Portfolio Optimization with Graph Convolutional Networks (GCN) on Nifty 50 Stocks
- Developed GCN Model: Created a GCN to capture dependencies among Nifty 50 stocks using daily returns, volatility, and RSI.
- Constructed Stock Graph and Applied Spectral Clustering for Diversification: Built a stock graph with correlations as edges, enhancing diversification.
- Validated through Backtesting: Demonstrated effective risk-adjusted returns, showcasing GCN’s potential in financial optimization.
Nov 2024

Monte Carlo Simulation and Risk Management for Nifty 50 Portfolio Optimization
- Applied Monte Carlo simulation to optimize a portfolio of Nifty 50 stocks, selecting top stocks based on Sharpe ratios.
- Evaluated portfolio risk using Value at Risk (VaR) and Conditional Value at Risk (CVaR).
- Identified optimal portfolio allocations to maximize returns while managing risk exposure.
May – June 2024

Interest Rate Modeling and Derivative Pricing using the Hull-White Model
- Calibrated the Hull-White model parameters (mean-reversion rate and volatility) using historical interest rate data to simulate short-term interest rate paths.
- Implemented Monte Carlo simulations to forecast future interest rate scenarios and used these to price interest rate derivatives (Caps and Floors).
- Conducted scenario analysis by adjusting economic variables (volatility, mean reversion) to assess the impact on derivative pricing and market risks.
May 2024

Derivative Instruments and Their Features
- Investigated trading mechanisms and valuation models of futures and options, and developed sophisticated option trading strategies.
- Conducted three detailed case studies, providing an in-depth exploration of the Black-Scholes and Heston models.
Finlatics | Jun–Aug 2024

Optimizing Supertrend Parameters for Enhanced Profit
Framed an algorithm to optimize indicator parameters for maximizing profit gain using Bayesian Optimization techniques.
Advisor: Dr.
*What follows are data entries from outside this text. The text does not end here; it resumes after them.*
//! Sparse in-memory index of entry positions.

use std::collections::BTreeMap;

/// An entry's logical index and its byte offset in the segment file.
#[derive(Debug, Clone, Copy, PartialEq, Eq)]
pub struct Position {
    /// Logical entry index.
    pub index: u64,
    /// Byte offset of the entry header.
    pub position: usize,
}

/// Maps a fraction of a segment's entries to their file positions.
///
/// Only indexes divisible by the stride are recorded, plus the last entry
/// seen. Anything else is found by scanning forward from [`Self::lookup`].
#[derive(Debug, Clone)]
pub struct SegmentIndex {
    stride: u64,
    positions: BTreeMap<u64, usize>,
    last: Option<Position>,
}

impl SegmentIndex {
    /// Creates an empty index recording roughly `density` of all entries.
    #[must_use]
    pub fn new(density: f64) -> Self {
        let stride = (1.0 / density).ceil();
        let stride = if stride.is_finite() && stride >= 1.0 {
            stride as u64
        } else {
            1
        };
        Self {
            stride,
            positions: BTreeMap::new(),
            last: None,
        }
    }

    /// Returns the gap between recorded indexes.
    #[must_use]
    pub fn stride(&self) -> u64 {
        self.stride
    }

    /// Records that entry `index` starts at `position`.
    ///
    /// Entries must be recorded in increasing order.
    pub fn index(&mut self, index: u64, position: usize) {
        debug_assert!(self.last.map_or(true, |last| last.index < index));
        if index % self.stride == 0 {
            self.positions.insert(index, position);
        }
        self.last = Some(Position { index, position });
    }

    /// Returns the last recorded entry.
    #[must_use]
    pub fn last(&self) -> Option<Position> {
        self.last
    }

    /// Returns the closest known position at or below `index`.
    #[must_use]
    pub fn lookup(&self, index: u64) -> Option<Position> {
        if let Some(last) = self.last {
            if last.index <= index {
                return Some(last);
            }
        }
        self.positions
            .range(..=index)
            .next_back()
            .map(|(&index, &position)| Position { index, position })
    }

    /// Forgets every entry after `index`.
    ///
    /// Returns the closest known position at or below `index`, which becomes
    /// the new last entry. The caller must re-record the entries between it
    /// and `index`.
    pub fn truncate(&mut self, index: u64) -> Option<Position> {
        if self.last.map_or(true, |last| last.index <= index) {
            return self.last;
        }
        self.positions.split_off(&(index + 1));
        self.last = self
            .positions
            .iter()
            .next_back()
            .map(|(&index, &position)| Position { index, position });
        self.last
    }

    /// Returns the number of recorded positions, the last entry aside.
    #[must_use]
    pub fn len(&self) -> usize {
        self.positions.len()
    }

    /// Returns whether no entry has been recorded.
    #[must_use]
    pub fn is_empty(&self) -> bool {
        self.last.is_none()
    }
}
Neelesh Upadhye, IIT Madras | Jan–May 2024

Optimizing Supertrend Parameters for Enhanced Sharpe Ratio
Developed algorithmic optimization framework using Grid Search Optimization techniques to improve Sharpe ratio performance.
Advisor: Dr. Neelesh Upadhye, IIT Madras | Jun–Dec 2023

Linear Algebra for Machine Learning and Data Science
Collaborative project exploring linear algebra’s practical applications in data science and autonomous systems, emphasizing the link between mathematical principles and technological advancements.
Advisor: Dr. Suguna, GACBE | Jun–Dec 2021